Ob ein wahrer Christ Krieg führen kann: Hussitische Polemik über gerechten Krieg

Ob ein wahrer Christ Krieg führen kann: Hussitische Polemik über gerechten Krieg

Von Paweł F. Nowakowski

Heiliger Krieg im spätmittelalterlichen und frühneuzeitlichen Ostmitteleuropa, herausgegeben von J. Smołucha, J. Jefferson, A. Wadas (Krakau, 2017)

Einleitung: Das Problem der Kombination von hohen moralischen Standards und der Beteiligung an militärischen Aktionen wurde unter christlichen Schriftstellern seit der Antike diskutiert. Jede Epoche musste sich jedoch dem Problem stellen, da es nicht einfach war zu erklären und zu verstehen, wie man das Gebot der Liebe befolgt und dennoch Waffen gegen „deinen Nächsten“ einsetzt.

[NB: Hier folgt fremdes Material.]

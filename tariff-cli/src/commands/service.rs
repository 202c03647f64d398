//! Service command handlers
//!
//! Each handler drives the catalog editor through the same events a form
//! would: field changes, submit, edit selection and delete.

use anyhow::{Context, Result, anyhow};
use colored::*;
use tariff_core::domain::{Field, ServiceRecord};
use tariff_core::validation::FieldErrors;
use tariff_editor::{ServiceRow, SubmitError, SubmitOutcome};

use super::Editor;
use crate::id_resolver::resolve_service_id;
use crate::types::ServiceRef;

/// Add a new service
pub fn add_service(
    editor: &mut Editor<'_>,
    name: String,
    description: String,
    price: String,
) -> Result<()> {
    editor.set_field(Field::Name, name);
    editor.set_field(Field::Description, description);
    editor.set_field(Field::Price, price);

    let outcome = submit(editor)?;
    print_outcome(&outcome);

    Ok(())
}

/// List all services
pub fn list_services(editor: &Editor<'_>) -> Result<()> {
    let rows = editor.rows();

    if rows.is_empty() {
        println!("{}", "No services found.".yellow());
    } else {
        println!("{}", format!("Found {} service(s):", rows.len()).bold());
        println!();
        for row in &rows {
            print_service_row(row);
        }
    }

    Ok(())
}

/// Show a single service
pub fn show_service(editor: &Editor<'_>, service: &str) -> Result<()> {
    let id = resolve_service_id(editor.store().records(), &ServiceRef::parse(service))?;
    let record = editor
        .store()
        .get(id)
        .ok_or_else(|| anyhow!("Service not found: {}", id))?;

    print_service_details(record);

    Ok(())
}

/// Change the given fields of an existing service
pub fn edit_service(
    editor: &mut Editor<'_>,
    service: &str,
    name: Option<String>,
    description: Option<String>,
    price: Option<String>,
) -> Result<()> {
    if name.is_none() && description.is_none() && price.is_none() {
        anyhow::bail!("Nothing to change: pass --name, --description or --price");
    }

    let id = resolve_service_id(editor.store().records(), &ServiceRef::parse(service))?;
    editor
        .select_for_edit(id)
        .with_context(|| format!("Cannot edit service {}", id))?;

    let changes = [
        (Field::Name, name),
        (Field::Description, description),
        (Field::Price, price),
    ];
    for (field, value) in changes {
        if let Some(value) = value {
            editor.set_field(field, value);
        }
    }

    let outcome = submit(editor)?;
    print_outcome(&outcome);

    Ok(())
}

/// Delete a service
pub fn delete_service(editor: &mut Editor<'_>, service: &str) -> Result<()> {
    let id = resolve_service_id(editor.store().records(), &ServiceRef::parse(service))?;

    if editor.delete(id).context("Failed to delete service")? {
        println!(
            "{}",
            format!("✓ Service {} deleted successfully!", id).green().bold()
        );
    } else {
        println!("{}", format!("No service {}; nothing deleted.", id).yellow());
    }

    Ok(())
}

/// Submit the form, printing field errors if it is rejected
fn submit(editor: &mut Editor<'_>) -> Result<SubmitOutcome> {
    match editor.submit() {
        Ok(outcome) => Ok(outcome),
        Err(SubmitError::Invalid(errors)) => {
            print_field_errors(&errors);
            Err(anyhow!(
                "Service was not saved: {} invalid field(s)",
                errors.len()
            ))
        }
        Err(e) => Err(e).context("Failed to save service"),
    }
}

fn print_outcome(outcome: &SubmitOutcome) {
    match outcome {
        SubmitOutcome::Created(record) => {
            println!("{}", "✓ Service created successfully!".green().bold());
            print_record_fields(record);
        }
        SubmitOutcome::Updated(record) => {
            println!("{}", "✓ Service updated successfully!".green().bold());
            print_record_fields(record);
        }
        SubmitOutcome::Discarded(id) => {
            println!(
                "{}",
                format!("Service {} no longer exists; edit discarded.", id).yellow()
            );
        }
    }
}

fn print_record_fields(record: &ServiceRecord) {
    println!("  ID:          {}", record.id.to_string().cyan());
    println!("  Name:        {}", record.name.bold());
    println!("  Description: {}", record.description);
    println!("  Price:       {}", record.price.formatted());
}

fn print_field_errors(errors: &FieldErrors) {
    println!("{}", "✗ Please fix the following:".red().bold());
    for (field, message) in errors.iter() {
        println!("  {:<12} {}", format!("{}:", field).dimmed(), message.red());
    }
}

/// Print a service row
fn print_service_row(row: &ServiceRow) {
    println!(
        "  {} {}  {}",
        "▸".cyan(),
        row.name.bold(),
        row.price.green()
    );
    println!("    ID:          {}", row.id.to_string().dimmed());
    println!("    Description: {}", row.description.dimmed());
    println!();
}

/// Print detailed service information
fn print_service_details(record: &ServiceRecord) {
    println!("{}", "Service Details:".bold());
    print_record_fields(record);
}
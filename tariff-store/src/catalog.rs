//! Catalog Store
//!
//! Owns the ordered list of service records. Every mutation serializes the
//! whole list and writes it through the persistence port before the new list
//! replaces the old one, so a failed write leaves the catalog unchanged.

use std::collections::HashSet;

use tariff_core::domain::{ServiceId, ServiceRecord};
use tariff_core::dto::service::NewService;
use tariff_core::validation::validate_record;

use crate::error::StoreError;
use crate::ids::IdGenerator;
use crate::port::KvStore;

/// Key under which the record list is stored
pub const STORAGE_KEY: &str = "healthcareServices";

pub type Result<T> = std::result::Result<T, StoreError>;

/// Ordered, write-through list of service records
pub struct CatalogStore<P, G> {
    port: P,
    ids: G,
    records: Vec<ServiceRecord>,
}

impl<P: KvStore, G: IdGenerator> CatalogStore<P, G> {
    /// Loads the catalog from `port`
    ///
    /// Never fails: absent or unreadable data yields an empty catalog, and
    /// entries that do not decode into a valid record are skipped.
    pub fn load(port: P, mut ids: G) -> Self {
        let records = match port.get(STORAGE_KEY) {
            Ok(Some(raw)) => decode_records(&raw),
            Ok(None) => {
                tracing::debug!("No stored catalog under {:?}, starting empty", STORAGE_KEY);
                Vec::new()
            }
            Err(e) => {
                tracing::warn!("Failed to read stored catalog, starting empty: {}", e);
                Vec::new()
            }
        };

        for record in &records {
            ids.observe(record.id);
        }

        tracing::debug!("Loaded {} service(s)", records.len());

        Self {
            port,
            ids,
            records,
        }
    }

    /// Records in insertion order
    pub fn records(&self) -> &[ServiceRecord] {
        &self.records
    }

    pub fn get(&self, id: ServiceId) -> Option<&ServiceRecord> {
        self.records.iter().find(|r| r.id == id)
    }

    pub fn contains(&self, id: ServiceId) -> bool {
        self.get(id).is_some()
    }

    pub fn len(&self) -> usize {
        self.records.len()
    }

    pub fn is_empty(&self) -> bool {
        self.records.is_empty()
    }

    /// The persistence port this store writes through
    pub fn port(&self) -> &P {
        &self.port
    }

    /// Appends a new record with a fresh identifier
    pub fn create(&mut self, service: NewService) -> Result<ServiceRecord> {
        let id = self.fresh_id()?;
        let record = service.into_record(id);

        let mut next = self.records.clone();
        next.push(record.clone());
        self.commit(next)?;

        tracing::info!("Service created: {} ({})", record.name, record.id);

        Ok(record)
    }

    /// Replaces the record with identifier `id`, keeping its position
    ///
    /// Returns `Ok(None)` without writing if no such record exists.
    pub fn update(&mut self, id: ServiceId, service: NewService) -> Result<Option<ServiceRecord>> {
        if !self.contains(id) {
            tracing::debug!("Update skipped, no service {}", id);
            return Ok(None);
        }

        let updated = service.into_record(id);
        let next = self
            .records
            .iter()
            .map(|r| if r.id == id { updated.clone() } else { r.clone() })
            .collect();
        self.commit(next)?;

        tracing::info!("Service updated: {} ({})", updated.name, updated.id);

        Ok(Some(updated))
    }

    /// Removes the record with identifier `id`
    ///
    /// Returns `Ok(false)` without writing if no such record exists.
    pub fn delete(&mut self, id: ServiceId) -> Result<bool> {
        if !self.contains(id) {
            tracing::debug!("Delete skipped, no service {}", id);
            return Ok(false);
        }

        let next = self
            .records
            .iter()
            .filter(|r| r.id != id)
            .cloned()
            .collect();
        self.commit(next)?;

        tracing::info!("Service deleted: {}", id);

        Ok(true)
    }

    fn fresh_id(&mut self) -> Result<ServiceId> {
        // A generator yielding distinct ids must hit a free one within len + 1 draws.
        let attempts = self.records.len() + 1;
        for _ in 0..attempts {
            let id = self.ids.next_id();
            if !self.contains(id) {
                return Ok(id);
            }
        }
        Err(StoreError::IdsExhausted { attempts })
    }

    fn commit(&mut self, next: Vec<ServiceRecord>) -> Result<()> {
        let blob = serde_json::to_string(&next)?;
        self.port.set(STORAGE_KEY, &blob)?;
        self.records = next;
        Ok(())
    }
}

// =============================================================================
// Decoding
// =============================================================================

fn decode_records(raw: &str) -> Vec<ServiceRecord> {
    let entries: Vec<serde_json::Value> = match serde_json::from_str(raw) {
        Ok(entries) => entries,
        Err(e) => {
            tracing::warn!("Stored catalog is malformed, starting empty: {}", e);
            return Vec::new();
        }
    };

    let mut seen = HashSet::new();
    let mut records = Vec::with_capacity(entries.len());

    for (index, entry) in entries.into_iter().enumerate() {
        let record: ServiceRecord = match serde_json::from_value(entry) {
            Ok(record) => record,
            Err(e) => {
                tracing::warn!("Skipping stored entry {}: {}", index, e);
                continue;
            }
        };

        if let Err(errors) = validate_record(&record) {
            tracing::warn!("Skipping stored service {}: {}", record.id, errors);
            continue;
        }

        if !seen.insert(record.id) {
            tracing::warn!("Skipping stored service {}: duplicate identifier", record.id);
            continue;
        }

        records.push(record);
    }

    records
}
//! ID resolver module
//!
//! Lets users name a service instead of typing its identifier, as long as
//! the name is unambiguous.

use anyhow::{Result, anyhow};
use tariff_core::domain::{ServiceId, ServiceRecord};

use crate::types::ServiceRef;

/// Resolve a service reference to an identifier
///
/// Names are matched case-insensitively against the catalog. A numeric
/// reference is an identifier first; if no record has that identifier it is
/// tried as a name, and if no name matches either the identifier is returned
/// as-is so that callers can decide whether a missing record is an error.
///
/// # Errors
/// Returns an error if:
/// - No service has that name
/// - Several services share that name (ambiguous)
pub fn resolve_service_id(records: &[ServiceRecord], reference: &ServiceRef) -> Result<ServiceId> {
    let (name, fallback) = match reference {
        ServiceRef::Id(id) if records.iter().any(|r| r.id == *id) => return Ok(*id),
        ServiceRef::Id(id) => (id.to_string(), Some(*id)),
        ServiceRef::Name(name) => (name.to_lowercase(), None),
    };

    let matches: Vec<_> = records
        .iter()
        .filter(|r| r.name.trim().to_lowercase() == name)
        .collect();

    match (matches.len(), fallback) {
        (0, Some(id)) => Ok(id),
        (0, None) => Err(anyhow!("No service named {}", reference)),
        (1, _) => Ok(matches[0].id),
        _ => {
            let ids: Vec<String> = matches.iter().map(|r| r.id.to_string()).collect();
            Err(anyhow!(
                "Ambiguous name {} matches multiple services: {}",
                reference,
                ids.join(", ")
            ))
        }
    }
}
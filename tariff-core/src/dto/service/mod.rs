//! Service DTOs

use serde::{Deserialize, Serialize};

use crate::domain::service::{Field, Price, ServiceId, ServiceRecord};

/// Raw form contents for a service, exactly as typed
#[derive(Debug, Clone, Default, PartialEq, Eq, Serialize, Deserialize)]
pub struct ServiceDraft {
    pub name: String,
    pub description: String,
    pub price: String,
}

impl ServiceDraft {
    pub fn new(
        name: impl Into<String>,
        description: impl Into<String>,
        price: impl Into<String>,
    ) -> Self {
        Self {
            name: name.into(),
            description: description.into(),
            price: price.into(),
        }
    }

    pub fn field(&self, field: Field) -> &str {
        match field {
            Field::Name => &self.name,
            Field::Description => &self.description,
            Field::Price => &self.price,
        }
    }

    pub fn set(&mut self, field: Field, value: impl Into<String>) {
        let value = value.into();
        match field {
            Field::Name => self.name = value,
            Field::Description => self.description = value,
            Field::Price => self.price = value,
        }
    }
}

impl From<&ServiceRecord> for ServiceDraft {
    fn from(record: &ServiceRecord) -> Self {
        ServiceDraft {
            name: record.name.clone(),
            description: record.description.clone(),
            price: record.price.to_input_text(),
        }
    }
}

/// A validated service, ready to be stored
///
/// Produced by [`crate::validation::validate`]; fields are already trimmed.
#[derive(Debug, Clone, PartialEq)]
pub struct NewService {
    pub name: String,
    pub description: String,
    pub price: Price,
}

impl NewService {
    pub fn into_record(self, id: ServiceId) -> ServiceRecord {
        ServiceRecord {
            id,
            name: self.name,
            description: self.description,
            price: self.price,
        }
    }
}

#[cfg(test)]
mod tests {
    use super::*;

    #[test]
    fn test_draft_from_record_is_a_copy() {
        let record = ServiceRecord {
            id: ServiceId(9),
            name: "Dental".to_string(),
            description: "Cleaning".to_string(),
            price: Price::new(120.0).unwrap(),
        };

        let mut draft = ServiceDraft::from(&record);
        assert_eq!(draft, ServiceDraft::new("Dental", "Cleaning", "120"));

        draft.set(Field::Name, "Changed");
        assert_eq!(record.name, "Dental");
        assert_eq!(draft.field(Field::Name), "Changed");
    }

    #[test]
    fn test_into_record_keeps_fields() {
        let new = NewService {
            name: "Consult".to_string(),
            description: "15-min check".to_string(),
            price: Price::new(50.0).unwrap(),
        };
        let record = new.clone().into_record(ServiceId(1));
        assert_eq!(record.id, ServiceId(1));
        assert_eq!(record.name, new.name);
        assert_eq!(record.price, new.price);
    }
}
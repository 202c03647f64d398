//! Commands module
//!
//! Defines all CLI commands and their handlers.

mod service;

use anyhow::Result;
use clap::Subcommand;
use tariff_editor::CatalogEditor;
use tariff_store::{FileKvStore, KvStore, MemoryKvStore, TimestampIds};

use crate::config::{Config, Storage};

/// Editor over whichever backend the configuration selected
pub type Editor<'a> = CatalogEditor<&'a dyn KvStore, TimestampIds>;

/// Top-level CLI commands
#[derive(Subcommand)]
pub enum Commands {
    /// Add a new service
    Add {
        /// Service name
        #[arg(short, long, default_value = "")]
        name: String,

        /// Short description
        #[arg(short, long, default_value = "")]
        description: String,

        /// Price, a positive number
        #[arg(short, long, default_value = "", allow_hyphen_values = true)]
        price: String,
    },
    /// List all services
    List,
    /// Show a single service
    Show {
        /// Service ID or name
        service: String,
    },
    /// Change fields of an existing service
    Edit {
        /// Service ID or name
        service: String,

        /// New name
        #[arg(short, long)]
        name: Option<String>,

        /// New description
        #[arg(short, long)]
        description: Option<String>,

        /// New price
        #[arg(short, long, allow_hyphen_values = true)]
        price: Option<String>,
    },
    /// Delete a service
    Delete {
        /// Service ID or name
        service: String,
    },
}

/// Handle a CLI command
///
/// Loads the catalog from the configured storage and routes the command to
/// its handler.
pub fn handle_command(command: Commands, config: &Config) -> Result<()> {
    tracing::debug!("Using storage {:?}", config.storage);

    let backend: Box<dyn KvStore> = match &config.storage {
        Storage::Directory(dir) => Box::new(FileKvStore::new(dir.clone())),
        Storage::Ephemeral => Box::new(MemoryKvStore::new()),
    };
    let port: &dyn KvStore = backend.as_ref();
    let mut editor: Editor<'_> = CatalogEditor::load(port, TimestampIds::new());

    run(command, &mut editor)
}

fn run(command: Commands, editor: &mut Editor<'_>) -> Result<()> {
    match command {
        Commands::Add {
            name,
            description,
            price,
        } => service::add_service(editor, name, description, price),
        Commands::List => service::list_services(editor),
        Commands::Show { service } => service::show_service(editor, &service),
        Commands::Edit {
            service,
            name,
            description,
            price,
        } => service::edit_service(editor, &service, name, description, price),
        Commands::Delete { service } => service::delete_service(editor, &service),
    }
}

#[cfg(test)]
mod tests {
    use super::*;
    use tariff_core::domain::ServiceId;

    fn dir_config(dir: &std::path::Path) -> Config {
        Config {
            storage: Storage::Directory(dir.to_path_buf()),
        }
    }

    fn add(name: &str, description: &str, price: &str) -> Commands {
        Commands::Add {
            name: name.to_string(),
            description: description.to_string(),
            price: price.to_string(),
        }
    }

    fn stored_names(dir: &std::path::Path) -> Vec<String> {
        let port = FileKvStore::new(dir);
        let editor = CatalogEditor::load(&port, TimestampIds::new());
        editor.rows().into_iter().map(|r| r.name).collect()
    }

    #[test]
    fn test_add_list_edit_delete() {
        let dir = tempfile::tempdir().unwrap();
        let config = dir_config(dir.path());

        handle_command(add("Consult", "15-min check", "50"), &config).unwrap();
        handle_command(add("X-ray", "Chest", "80"), &config).unwrap();
        handle_command(Commands::List, &config).unwrap();
        assert_eq!(stored_names(dir.path()), vec!["Consult", "X-ray"]);

        handle_command(
            Commands::Edit {
                service: "consult".to_string(),
                name: Some("Consultation".to_string()),
                description: None,
                price: Some("55".to_string()),
            },
            &config,
        )
        .unwrap();
        handle_command(
            Commands::Show {
                service: "Consultation".to_string(),
            },
            &config,
        )
        .unwrap();
        assert_eq!(stored_names(dir.path()), vec!["Consultation", "X-ray"]);

        handle_command(
            Commands::Delete {
                service: "X-ray".to_string(),
            },
            &config,
        )
        .unwrap();
        assert_eq!(stored_names(dir.path()), vec!["Consultation"]);
    }

    #[test]
    fn test_numeric_name_can_be_shown_and_deleted() {
        let dir = tempfile::tempdir().unwrap();
        let config = dir_config(dir.path());
        handle_command(add("2024", "Annual check-up", "90"), &config).unwrap();

        handle_command(
            Commands::Show {
                service: "2024".to_string(),
            },
            &config,
        )
        .unwrap();
        handle_command(
            Commands::Delete {
                service: "2024".to_string(),
            },
            &config,
        )
        .unwrap();
        assert!(stored_names(dir.path()).is_empty());
    }

    #[test]
    fn test_invalid_add_fails_without_writing() {
        let dir = tempfile::tempdir().unwrap();
        let config = dir_config(dir.path());

        let result = handle_command(add("", "x", "10"), &config);
        assert!(result.is_err());
        assert!(stored_names(dir.path()).is_empty());
    }

    #[test]
    fn test_invalid_edit_keeps_record() {
        let dir = tempfile::tempdir().unwrap();
        let config = dir_config(dir.path());
        handle_command(add("Consult", "Check", "50"), &config).unwrap();

        let result = handle_command(
            Commands::Edit {
                service: "Consult".to_string(),
                name: None,
                description: Some("  ".to_string()),
                price: None,
            },
            &config,
        );
        assert!(result.is_err());
        assert_eq!(stored_names(dir.path()), vec!["Consult"]);
    }

    #[test]
    fn test_delete_missing_id_succeeds() {
        let config = Config {
            storage: Storage::Ephemeral,
        };
        let id = ServiceId(7).to_string();
        handle_command(Commands::Delete { service: id.clone() }, &config).unwrap();
        handle_command(Commands::Delete { service: id }, &config).unwrap();
    }

    #[test]
    fn test_show_and_edit_unknown_service_fail() {
        let config = Config {
            storage: Storage::Ephemeral,
        };
        assert!(handle_command(Commands::Show { service: "7".to_string() }, &config).is_err());
        assert!(
            handle_command(
                Commands::Edit {
                    service: "7".to_string(),
                    name: Some("A".to_string()),
                    description: None,
                    price: None,
                },
                &config,
            )
            .is_err()
        );
    }
}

Das Problem wurde für die eifrigen böhmischen Reformer noch größer, die sich mit der Alternative auseinandersetzen mussten, entweder Insubordination zu führen, die zu Blutvergießen führte, oder ihre Ideale zu verraten. Während sie kämpfen mussten, mussten sie auch andere Tschechen ermutigen, ihren Kampf zu unterstützen. Andererseits mussten sie eine Theorie konstruieren oder zumindest beweisen, dass ihre Handlungen gerechtfertigt und notwendig waren. Und nach dem Konflikt mussten sie sie so beschreiben, dass der Leser einen angemessenen Eindruck hinterlassen konnte.

Hussitische Kriegsführung und Ideologie sind seit fast zweihundert Jahren Gegenstand detaillierter Überlegungen. Sie haben verschiedene Nationen, Einstellungen und Methoden vertreten.